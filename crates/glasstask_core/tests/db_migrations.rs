use glasstask_core::db::migrations::{current_user_version, latest_version};
use glasstask_core::db::{open_db, open_db_in_memory, open_db_read_only, DbError};
use glasstask_core::store::read_state;
use rusqlite::Connection;

#[test]
fn open_db_in_memory_applies_all_migrations() {
    let conn = open_db_in_memory().unwrap();

    assert_eq!(current_user_version(&conn).unwrap(), latest_version());
    assert_table_exists(&conn, "tasks");
    assert_table_exists(&conn, "store_meta");
    assert_table_exists(&conn, "settings");
}

#[test]
fn fresh_store_has_default_meta_and_settings() {
    let conn = open_db_in_memory().unwrap();

    let state = read_state(&conn).unwrap();

    assert!(state.tasks.is_empty());
    assert_eq!(state.next_id, 1);
    assert_eq!(state.last_modified, None);
    assert!(state.settings.always_on_top);
}

#[test]
fn opening_same_database_twice_is_idempotent() {
    let dir = tempfile::tempdir().unwrap();
    let path = dir.path().join("tasks.db");

    let conn_first = open_db(&path).unwrap();
    assert_eq!(current_user_version(&conn_first).unwrap(), latest_version());
    drop(conn_first);

    let conn_second = open_db(&path).unwrap();
    assert_eq!(current_user_version(&conn_second).unwrap(), latest_version());
    assert_table_exists(&conn_second, "tasks");
}

#[test]
fn opening_database_with_newer_schema_version_returns_error() {
    let dir = tempfile::tempdir().unwrap();
    let path = dir.path().join("future.db");

    let conn = Connection::open(&path).unwrap();
    conn.execute_batch("PRAGMA user_version = 999;").unwrap();
    drop(conn);

    let err = open_db(&path).unwrap_err();
    match err {
        DbError::UnsupportedSchemaVersion {
            db_version,
            latest_supported,
        } => {
            assert_eq!(db_version, 999);
            assert_eq!(latest_supported, latest_version());
        }
        other => panic!("unexpected error: {other}"),
    }
}

#[test]
fn flat_v1_store_gains_hierarchy_columns_with_defaults() {
    let dir = tempfile::tempdir().unwrap();
    let path = dir.path().join("legacy.db");

    let conn = Connection::open(&path).unwrap();
    conn.execute_batch(
        "CREATE TABLE tasks (
            id INTEGER PRIMARY KEY,
            text TEXT NOT NULL,
            completed INTEGER NOT NULL DEFAULT 0 CHECK (completed IN (0, 1))
        );
        INSERT INTO tasks (id, text, completed) VALUES (3, 'water plants', 1);
        INSERT INTO tasks (id, text, completed) VALUES (7, 'call mom', 0);
        PRAGMA user_version = 1;",
    )
    .unwrap();
    drop(conn);

    let conn = open_db(&path).unwrap();
    let state = read_state(&conn).unwrap();

    assert_eq!(current_user_version(&conn).unwrap(), latest_version());
    assert_eq!(state.tasks.len(), 2);
    assert_eq!(state.next_id, 8);
    let task = &state.tasks[&3];
    assert_eq!(task.parent_id, None);
    assert_eq!(task.level, 0);
    assert!(task.is_expanded);
    assert!(task.completed);
    assert_eq!(task.sort_order, 0);
}

#[test]
fn read_only_open_migrates_legacy_file_in_memory() {
    let dir = tempfile::tempdir().unwrap();
    let path = dir.path().join("legacy.db");
    let conn = Connection::open(&path).unwrap();
    conn.execute_batch(
        "CREATE TABLE tasks (
            id INTEGER PRIMARY KEY,
            text TEXT NOT NULL,
            completed INTEGER NOT NULL DEFAULT 0
        );
        PRAGMA user_version = 1;",
    )
    .unwrap();
    drop(conn);

    let migrated = open_db_read_only(&path).unwrap();
    assert_eq!(current_user_version(&migrated).unwrap(), latest_version());
    assert_table_exists(&migrated, "store_meta");
    drop(migrated);

    let on_disk = Connection::open(&path).unwrap();
    assert_eq!(current_user_version(&on_disk).unwrap(), 1);
}

#[test]
fn read_only_open_rejects_files_without_schema() {
    let dir = tempfile::tempdir().unwrap();
    let path = dir.path().join("empty.db");
    std::fs::write(&path, b"").unwrap();

    let err = open_db_read_only(&path).unwrap_err();

    assert!(matches!(err, DbError::MissingSchema));
    assert!(err.is_corruption());
    assert_eq!(std::fs::metadata(&path).unwrap().len(), 0);
}

fn assert_table_exists(conn: &Connection, table_name: &str) {
    let exists: i64 = conn
        .query_row(
            "SELECT EXISTS(
                SELECT 1
                FROM sqlite_master
                WHERE type = 'table' AND name = ?1
            );",
            [table_name],
            |row| row.get(0),
        )
        .unwrap();
    assert_eq!(exists, 1, "table {table_name} does not exist");
}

* **Task directions**:
Begin at the first line of the records above and restate each line word for word, stopping after the line with "drop(conn_first);".

* **Task answer**:
filename crates/glasstask_core/tests/db_migrations.rs
use glasstask_core::db::migrations::{current_user_version, latest_version};
use glasstask_core::db::{open_db, open_db_in_memory, open_db_read_only, DbError};
use glasstask_core::store::read_state;
use rusqlite::Connection;

#[test]
fn open_db_in_memory_applies_all_migrations() {
    let conn = open_db_in_memory().unwrap();

    assert_eq!(current_user_version(&conn).unwrap(), latest_version());
    assert_table_exists(&conn, "tasks");
    assert_table_exists(&conn, "store_meta");
    assert_table_exists(&conn, "settings");
}

#[test]
fn fresh_store_has_default_meta_and_settings() {
    let conn = open_db_in_memory().unwrap();

    let state = read_state(&conn).unwrap();

    assert!(state.tasks.is_empty());
    assert_eq!(state.next_id, 1);
    assert_eq!(state.last_modified, None);
    assert!(state.settings.always_on_top);
}

#[test]
fn opening_same_database_twice_is_idempotent() {
    let dir = tempfile::tempdir().unwrap();
    let path = dir.path().join("tasks.db");

    let conn_first = open_db(&path).unwrap();
    assert_eq!(current_user_version(&conn_first).unwrap(), latest_version());
    drop(conn_first);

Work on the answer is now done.